TASK DATA Start Marker

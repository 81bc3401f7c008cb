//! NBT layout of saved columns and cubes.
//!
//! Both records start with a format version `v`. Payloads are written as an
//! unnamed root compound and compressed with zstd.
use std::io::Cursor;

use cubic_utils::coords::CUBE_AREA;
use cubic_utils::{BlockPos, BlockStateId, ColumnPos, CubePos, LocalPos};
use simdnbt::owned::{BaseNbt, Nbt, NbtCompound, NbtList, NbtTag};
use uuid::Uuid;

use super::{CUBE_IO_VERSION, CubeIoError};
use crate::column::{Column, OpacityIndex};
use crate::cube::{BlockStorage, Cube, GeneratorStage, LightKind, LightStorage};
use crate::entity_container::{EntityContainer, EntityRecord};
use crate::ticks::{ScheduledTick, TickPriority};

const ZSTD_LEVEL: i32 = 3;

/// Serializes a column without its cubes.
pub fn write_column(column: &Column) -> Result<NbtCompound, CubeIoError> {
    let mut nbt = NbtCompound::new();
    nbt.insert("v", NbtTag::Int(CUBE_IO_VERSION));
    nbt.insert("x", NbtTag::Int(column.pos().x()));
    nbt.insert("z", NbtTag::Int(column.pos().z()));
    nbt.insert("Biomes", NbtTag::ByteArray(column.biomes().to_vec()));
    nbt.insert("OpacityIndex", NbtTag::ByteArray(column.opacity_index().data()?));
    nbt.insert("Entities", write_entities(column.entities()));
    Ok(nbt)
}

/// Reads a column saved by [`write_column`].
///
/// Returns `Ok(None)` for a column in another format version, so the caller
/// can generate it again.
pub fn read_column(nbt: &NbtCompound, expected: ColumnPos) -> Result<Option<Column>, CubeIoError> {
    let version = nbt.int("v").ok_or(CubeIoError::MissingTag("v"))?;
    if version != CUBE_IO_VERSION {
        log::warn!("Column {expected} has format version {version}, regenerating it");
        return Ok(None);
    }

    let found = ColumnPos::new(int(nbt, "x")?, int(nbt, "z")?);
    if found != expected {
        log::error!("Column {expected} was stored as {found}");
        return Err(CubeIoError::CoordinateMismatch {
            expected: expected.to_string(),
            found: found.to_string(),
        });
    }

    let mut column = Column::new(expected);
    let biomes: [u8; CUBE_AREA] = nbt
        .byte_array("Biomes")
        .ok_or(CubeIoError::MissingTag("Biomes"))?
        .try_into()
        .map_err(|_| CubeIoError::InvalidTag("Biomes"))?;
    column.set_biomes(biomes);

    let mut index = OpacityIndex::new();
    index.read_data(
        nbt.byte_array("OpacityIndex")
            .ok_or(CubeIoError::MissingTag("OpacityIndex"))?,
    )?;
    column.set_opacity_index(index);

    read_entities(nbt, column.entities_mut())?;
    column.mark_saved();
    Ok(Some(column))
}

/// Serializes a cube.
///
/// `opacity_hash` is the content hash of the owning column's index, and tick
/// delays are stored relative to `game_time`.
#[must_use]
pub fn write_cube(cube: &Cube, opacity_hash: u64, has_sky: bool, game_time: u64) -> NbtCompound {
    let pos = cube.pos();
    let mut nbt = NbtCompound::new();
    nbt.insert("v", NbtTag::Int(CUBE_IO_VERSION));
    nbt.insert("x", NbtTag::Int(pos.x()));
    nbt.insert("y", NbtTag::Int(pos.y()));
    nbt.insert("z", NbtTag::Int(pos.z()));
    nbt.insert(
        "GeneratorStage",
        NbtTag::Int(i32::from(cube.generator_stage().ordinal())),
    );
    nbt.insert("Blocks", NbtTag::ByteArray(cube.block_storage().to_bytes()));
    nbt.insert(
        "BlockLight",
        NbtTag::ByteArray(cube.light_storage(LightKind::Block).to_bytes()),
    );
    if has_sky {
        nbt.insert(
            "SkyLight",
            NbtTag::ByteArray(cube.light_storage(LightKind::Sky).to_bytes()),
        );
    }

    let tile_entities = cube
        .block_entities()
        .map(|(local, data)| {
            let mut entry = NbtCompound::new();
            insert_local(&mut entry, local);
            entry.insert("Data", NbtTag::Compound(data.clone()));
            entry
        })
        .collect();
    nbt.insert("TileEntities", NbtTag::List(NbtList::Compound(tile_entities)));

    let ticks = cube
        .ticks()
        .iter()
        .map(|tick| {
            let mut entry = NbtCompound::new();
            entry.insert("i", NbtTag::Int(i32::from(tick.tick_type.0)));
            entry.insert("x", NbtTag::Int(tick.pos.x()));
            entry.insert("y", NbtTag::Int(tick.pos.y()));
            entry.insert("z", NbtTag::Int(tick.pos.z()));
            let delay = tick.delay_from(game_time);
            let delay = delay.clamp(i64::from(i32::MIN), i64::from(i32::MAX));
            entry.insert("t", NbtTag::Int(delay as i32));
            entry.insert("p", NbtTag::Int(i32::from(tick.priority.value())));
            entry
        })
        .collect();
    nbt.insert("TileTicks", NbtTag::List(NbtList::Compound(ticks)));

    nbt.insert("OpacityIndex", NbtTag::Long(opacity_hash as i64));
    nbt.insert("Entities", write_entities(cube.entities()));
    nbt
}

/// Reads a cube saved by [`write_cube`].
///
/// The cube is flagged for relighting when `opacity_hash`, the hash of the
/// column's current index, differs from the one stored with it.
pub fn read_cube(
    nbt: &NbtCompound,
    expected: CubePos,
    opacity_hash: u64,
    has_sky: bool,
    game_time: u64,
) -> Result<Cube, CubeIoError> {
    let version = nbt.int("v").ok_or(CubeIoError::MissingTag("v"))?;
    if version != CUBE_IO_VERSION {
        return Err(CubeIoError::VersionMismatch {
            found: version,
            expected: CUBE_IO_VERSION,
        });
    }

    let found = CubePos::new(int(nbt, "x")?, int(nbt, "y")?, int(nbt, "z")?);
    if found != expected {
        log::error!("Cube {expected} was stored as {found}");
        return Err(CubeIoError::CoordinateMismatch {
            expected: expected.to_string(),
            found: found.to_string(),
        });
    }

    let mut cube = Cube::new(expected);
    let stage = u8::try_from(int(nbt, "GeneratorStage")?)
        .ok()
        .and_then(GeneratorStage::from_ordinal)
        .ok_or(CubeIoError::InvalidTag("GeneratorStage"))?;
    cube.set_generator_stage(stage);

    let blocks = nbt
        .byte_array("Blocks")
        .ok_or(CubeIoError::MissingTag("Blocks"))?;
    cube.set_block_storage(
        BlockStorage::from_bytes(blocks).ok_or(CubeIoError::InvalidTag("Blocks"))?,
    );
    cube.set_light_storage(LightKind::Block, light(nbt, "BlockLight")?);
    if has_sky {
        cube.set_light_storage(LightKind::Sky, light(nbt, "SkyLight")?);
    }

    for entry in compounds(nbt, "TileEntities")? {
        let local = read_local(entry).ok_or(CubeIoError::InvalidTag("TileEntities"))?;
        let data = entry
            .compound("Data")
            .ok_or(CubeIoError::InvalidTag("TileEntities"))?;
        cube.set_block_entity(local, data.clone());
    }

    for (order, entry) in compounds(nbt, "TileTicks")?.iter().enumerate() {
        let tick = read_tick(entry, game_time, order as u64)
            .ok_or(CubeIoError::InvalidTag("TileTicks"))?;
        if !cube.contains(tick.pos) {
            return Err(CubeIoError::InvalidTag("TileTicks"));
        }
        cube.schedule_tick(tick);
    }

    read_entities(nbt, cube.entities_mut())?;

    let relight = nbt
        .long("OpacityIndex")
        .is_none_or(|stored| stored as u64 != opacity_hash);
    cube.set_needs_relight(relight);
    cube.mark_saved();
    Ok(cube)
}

TASK DATA End Marker
TASK DATA Start Marker

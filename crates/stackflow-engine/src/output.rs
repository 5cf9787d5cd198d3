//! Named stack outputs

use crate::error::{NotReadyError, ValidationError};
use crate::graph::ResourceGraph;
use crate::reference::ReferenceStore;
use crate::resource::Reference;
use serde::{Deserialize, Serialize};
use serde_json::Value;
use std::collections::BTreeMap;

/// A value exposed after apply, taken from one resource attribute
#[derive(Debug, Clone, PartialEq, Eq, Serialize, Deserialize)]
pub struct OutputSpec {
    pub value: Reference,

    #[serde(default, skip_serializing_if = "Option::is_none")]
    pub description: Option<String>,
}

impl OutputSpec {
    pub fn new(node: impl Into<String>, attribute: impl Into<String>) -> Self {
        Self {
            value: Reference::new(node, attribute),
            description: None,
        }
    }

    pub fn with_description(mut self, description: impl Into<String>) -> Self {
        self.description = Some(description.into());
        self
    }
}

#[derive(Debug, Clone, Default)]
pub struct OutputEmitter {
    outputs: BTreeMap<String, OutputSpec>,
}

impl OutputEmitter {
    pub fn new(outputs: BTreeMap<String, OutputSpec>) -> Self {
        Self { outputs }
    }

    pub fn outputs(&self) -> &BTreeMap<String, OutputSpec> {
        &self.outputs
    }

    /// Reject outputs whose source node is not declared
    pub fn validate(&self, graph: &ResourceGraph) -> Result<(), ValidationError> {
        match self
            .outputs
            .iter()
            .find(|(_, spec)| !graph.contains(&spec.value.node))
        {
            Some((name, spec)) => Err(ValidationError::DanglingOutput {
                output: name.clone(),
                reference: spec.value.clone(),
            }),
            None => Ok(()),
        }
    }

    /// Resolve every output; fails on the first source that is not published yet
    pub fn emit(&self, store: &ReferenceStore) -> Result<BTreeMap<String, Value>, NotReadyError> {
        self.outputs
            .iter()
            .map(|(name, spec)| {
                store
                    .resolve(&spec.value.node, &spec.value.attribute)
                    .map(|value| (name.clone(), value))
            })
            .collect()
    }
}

TASK DATA End Marker

■ **EXERCISE**:
Among the records above, only the lines between the line holding "repository 81bc3401f7c008cb" and the line holding "pub fn read_column(nbt: &NbtCompound, expected: ColumnPos)", inclusive, are to be output, exactly as written.

■ **SOLUTION BELOW**:
repository 81bc3401f7c008cb
//! NBT layout of saved columns and cubes.
//!
//! Both records start with a format version `v`. Payloads are written as an
//! unnamed root compound and compressed with zstd.
use std::io::Cursor;

use cubic_utils::coords::CUBE_AREA;
use cubic_utils::{BlockPos, BlockStateId, ColumnPos, CubePos, LocalPos};
use simdnbt::owned::{BaseNbt, Nbt, NbtCompound, NbtList, NbtTag};
use uuid::Uuid;

use super::{CUBE_IO_VERSION, CubeIoError};
use crate::column::{Column, OpacityIndex};
use crate::cube::{BlockStorage, Cube, GeneratorStage, LightKind, LightStorage};
use crate::entity_container::{EntityContainer, EntityRecord};
use crate::ticks::{ScheduledTick, TickPriority};

const ZSTD_LEVEL: i32 = 3;

/// Serializes a column without its cubes.
pub fn write_column(column: &Column) -> Result<NbtCompound, CubeIoError> {
    let mut nbt = NbtCompound::new();
    nbt.insert("v", NbtTag::Int(CUBE_IO_VERSION));
    nbt.insert("x", NbtTag::Int(column.pos().x()));
    nbt.insert("z", NbtTag::Int(column.pos().z()));
    nbt.insert("Biomes", NbtTag::ByteArray(column.biomes().to_vec()));
    nbt.insert("OpacityIndex", NbtTag::ByteArray(column.opacity_index().data()?));
    nbt.insert("Entities", write_entities(column.entities()));
    Ok(nbt)
}

/// Reads a column saved by [`write_column`].
///
/// Returns `Ok(None)` for a column in another format version, so the caller
/// can generate it again.
pub fn read_column(nbt: &NbtCompound, expected: ColumnPos) -> Result<Option<Column>, CubeIoError> {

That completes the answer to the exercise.